Footage and photographs aired on state media showed the leaders at a large circular table under a chandelier, with Obama sitting with King Salman on his left and the Abu Dhabi crown prince Sheikh Mohammed bin Zayed al-Nahayan on his right.
The Middle East is mired in a contest for influence between a bloc of mostly Sunni countries, including the conservative, pro-Western Gulf monarchies, and revolutionary Shi’ite Iran and its allies. Most of the GCC states, which include Saudi Arabia, Kuwait, Qatar, Bahrain, the United Arab Emirates and Oman, have been bitterly disappointed in Obama’s presidency, during which they believe the United States has pulled back from the region, giving more space to Iran. They were also upset by Obama’s remarks in a magazine interview that appeared to cast them as “free-riders” in US security efforts and urged them to “share” the region with Tehran. In his remarks after the talks, Obama acknowledged the strains that have afflicted ties between Washington and its Gulf partners, even as they have worked together on shared concerns such as the wars in Syria, Iraq and Yemen.
“What is true between the United States and the GCC, as is true with all of our allies and friends, is that at any point of time there are going to be differences,” Obama said.
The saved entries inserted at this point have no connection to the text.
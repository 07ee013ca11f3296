//! Port traits: what the domain needs from the outside world.

pub mod config_port;
pub mod price_port;
pub mod state_port;
pub mod notify_port;
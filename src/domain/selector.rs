//! Target portfolio selection.
//!
//! Ranks scored symbols by composite momentum and keeps the top K. Ties are
//! broken by lexicographic symbol order so a run is reproducible regardless
//! of input ordering.

use std::cmp::Ordering;

use super::scorer::ScoreRecord;

/// Per-symbol trend filter: price above the long average, short average
/// above the long average, both momentum terms positive.
pub fn passes_trend_filter(record: &ScoreRecord) -> bool {
    record.latest_price > record.long_trend_avg
        && record.short_trend_avg > record.long_trend_avg
        && record.short_momentum > 0.0
        && record.long_momentum > 0.0
}

/// Select the ranked target set. When fewer than `k` symbols survive the
/// filter, all survivors are returned rather than padding the portfolio.
pub fn select(mut scores: Vec<ScoreRecord>, k: usize, trend_filter: bool) -> Vec<ScoreRecord> {
    if trend_filter {
        scores.retain(passes_trend_filter);
    }

    scores.sort_by(|a, b| {
        b.composite()
            .partial_cmp(&a.composite())
            .unwrap_or(Ordering::Equal)
            .then_with(|| a.symbol.cmp(&b.symbol))
    });
    scores.truncate(k);
    scores
}

#[cfg(test)]
mod tests {
    use super::*;

    fn record(symbol: &str, short_momentum: f64, long_momentum: f64) -> ScoreRecord {
        ScoreRecord {
            symbol: symbol.to_string(),
            latest_price: 110.0,
            short_momentum,
            long_momentum,
            short_trend_avg: 105.0,
            long_trend_avg: 100.0,
        }
    }

    #[test]
    fn ranks_by_composite_descending() {
        let scores = vec![
            record("TCS", 0.05, 0.10),
            record("INFY", 0.20, 0.15),
            record("WIPRO", 0.10, 0.12),
        ];
        let selected = select(scores, 2, false);
        assert_eq!(selected.len(), 2);
        assert_eq!(selected[0].symbol, "INFY");
        assert_eq!(selected[1].symbol, "WIPRO");
    }

    #[test]
    fn equal_scores_break_ties_lexicographically() {
        let scores = vec![
            record("WIPRO", 0.10, 0.10),
            record("INFY", 0.10, 0.10),
            record("TCS", 0.10, 0.10),
        ];
        let selected = select(scores, 2, false);
        assert_eq!(selected[0].symbol, "INFY");
        assert_eq!(selected[1].symbol, "TCS");
    }

    #[test]
    fn returns_all_when_fewer_than_k() {
        let scores = vec![record("TCS", 0.05, 0.10)];
        let selected = select(scores, 10, false);
        assert_eq!(selected.len(), 1);
    }

    #[test]
    fn trend_filter_drops_negative_momentum() {
        let mut weak = record("INFY", -0.01, 0.30);
        weak.latest_price = 110.0;
        let scores = vec![record("TCS", 0.05, 0.10), weak];

        let selected = select(scores, 10, true);
        assert_eq!(selected.len(), 1);
        assert_eq!(selected[0].symbol, "TCS");
    }

    #[test]
    fn trend_filter_requires_price_above_long_average() {
        let mut below = record("INFY", 0.10, 0.10);
        below.latest_price = 95.0; // long_trend_avg is 100
        let selected = select(vec![below], 10, true);
        assert!(selected.is_empty());
    }

    #[test]
    fn trend_filter_requires_short_average_above_long() {
        let mut crossed = record("INFY", 0.10, 0.10);
        crossed.short_trend_avg = 99.0;
        let selected = select(vec![crossed], 10, true);
        assert!(selected.is_empty());
    }
}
But he also said: “I think that a lot of the strain was always overblown”. In Kuwait, His Highness the Amir Sheikh Sabah Al-Ahmad Al-Jaber Al-Sabah has sent a cable to Obama commending the fruitful outcome of the USGCC Summit held in Riyadh on Thursday.
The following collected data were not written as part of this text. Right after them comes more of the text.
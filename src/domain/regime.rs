//! Market-level regime gate.
//!
//! Two filters evaluated against the benchmark index, both of which must
//! pass before any rebalance executes. Skipping a cycle is cheaper than
//! rebalancing into a confirmed downtrend.

use super::error::RebalancerError;
use super::price_table::PriceTable;

#[derive(Debug, Clone)]
pub struct RegimeParams {
    /// Trailing moving-average window for the trend filter, in trading days.
    pub trend_window: usize,
    /// Trailing-return lookback for the crash filter, in trading days.
    pub crash_lookback: usize,
    /// Crash trigger: trailing return below this (negative) threshold.
    pub crash_threshold: f64,
}

impl Default for RegimeParams {
    fn default() -> Self {
        RegimeParams {
            trend_window: 200,
            crash_lookback: 63,
            crash_threshold: -0.12,
        }
    }
}

#[derive(Debug, Clone, PartialEq)]
pub enum RegimeStatus {
    Bullish,
    BearishTrend { level: f64, average: f64 },
    Crash { trailing_return: f64, threshold: f64 },
}

impl RegimeStatus {
    pub fn allows_trading(&self) -> bool {
        matches!(self, RegimeStatus::Bullish)
    }
}

/// Evaluate both filters against the index series. The index not having
/// enough history is a cycle-level error: the gate cannot be evaluated, so
/// nothing may trade.
pub fn evaluate(
    table: &PriceTable,
    index_symbol: &str,
    params: &RegimeParams,
) -> Result<RegimeStatus, RebalancerError> {
    let minimum = params.trend_window.max(params.crash_lookback + 1);
    let series = table
        .series(index_symbol)
        .ok_or_else(|| RebalancerError::InsufficientHistory {
            symbol: index_symbol.to_string(),
            rows: 0,
            minimum,
        })?;

    if series.len() < minimum {
        return Err(RebalancerError::InsufficientHistory {
            symbol: index_symbol.to_string(),
            rows: series.len(),
            minimum,
        });
    }

    let t = series.len() - 1;
    let level = series[t].close;

    let tail = &series[series.len() - params.trend_window..];
    let average = tail.iter().map(|p| p.close).sum::<f64>() / params.trend_window as f64;
    if level <= average {
        return Ok(RegimeStatus::BearishTrend { level, average });
    }

    let base = series[t - params.crash_lookback].close;
    let trailing_return = level / base - 1.0;
    if trailing_return < params.crash_threshold {
        return Ok(RegimeStatus::Crash {
            trailing_return,
            threshold: params.crash_threshold,
        });
    }

    Ok(RegimeStatus::Bullish)
}
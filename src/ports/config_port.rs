//! Configuration access port trait.

pub trait ConfigPort {
    fn get_string(&self, section: &str, key: &str) -> Option<String>;
    fn get_int(&self, section: &str, key: &str, default: i64) -> i64;
    fn get_double(&self, section: &str, key: &str, default: f64) -> f64;
    fn get_bool(&self, section: &str, key: &str, default: bool) -> bool;
}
HH the Amir said the results of today’s summit will help enhance the historical, strong and distinguished ties between the GCC member states and the US, as well as bolstering bilateral strategic ties and serving joint interests. HH the Amir wished more progress and prosperity for the US, and further growth for the bilateral ties. HH the Amir arrived in Kuwait, on Thursday, after participating in the joint US-Gulf Summit.
The summit, which tackled strengthening strategic partnerships between the GCC and the United States, was attended by Obama, King Mohammed VI of Morocco and the GCC leaders. HH the Amir was received at the airport by His Highness the Crown Prince Sheikh Nawaf Al-Ahmad Al-Jaber Al-Sabah, National Assembly Speaker Marzouq Al-Ghanim, His Highness Sheikh Nasser Al- Mohammad Al-Ahmad Al-Sabah, Minister of Amiri Diwan Affairs Sheikh Nasser Sabah Al-Ahmad Al-Sabah, Deputy Prime Minister, Finance Minister and Acting Oil Minister Anas Al-Saleh, senior officers in the Army, Police and National Guard.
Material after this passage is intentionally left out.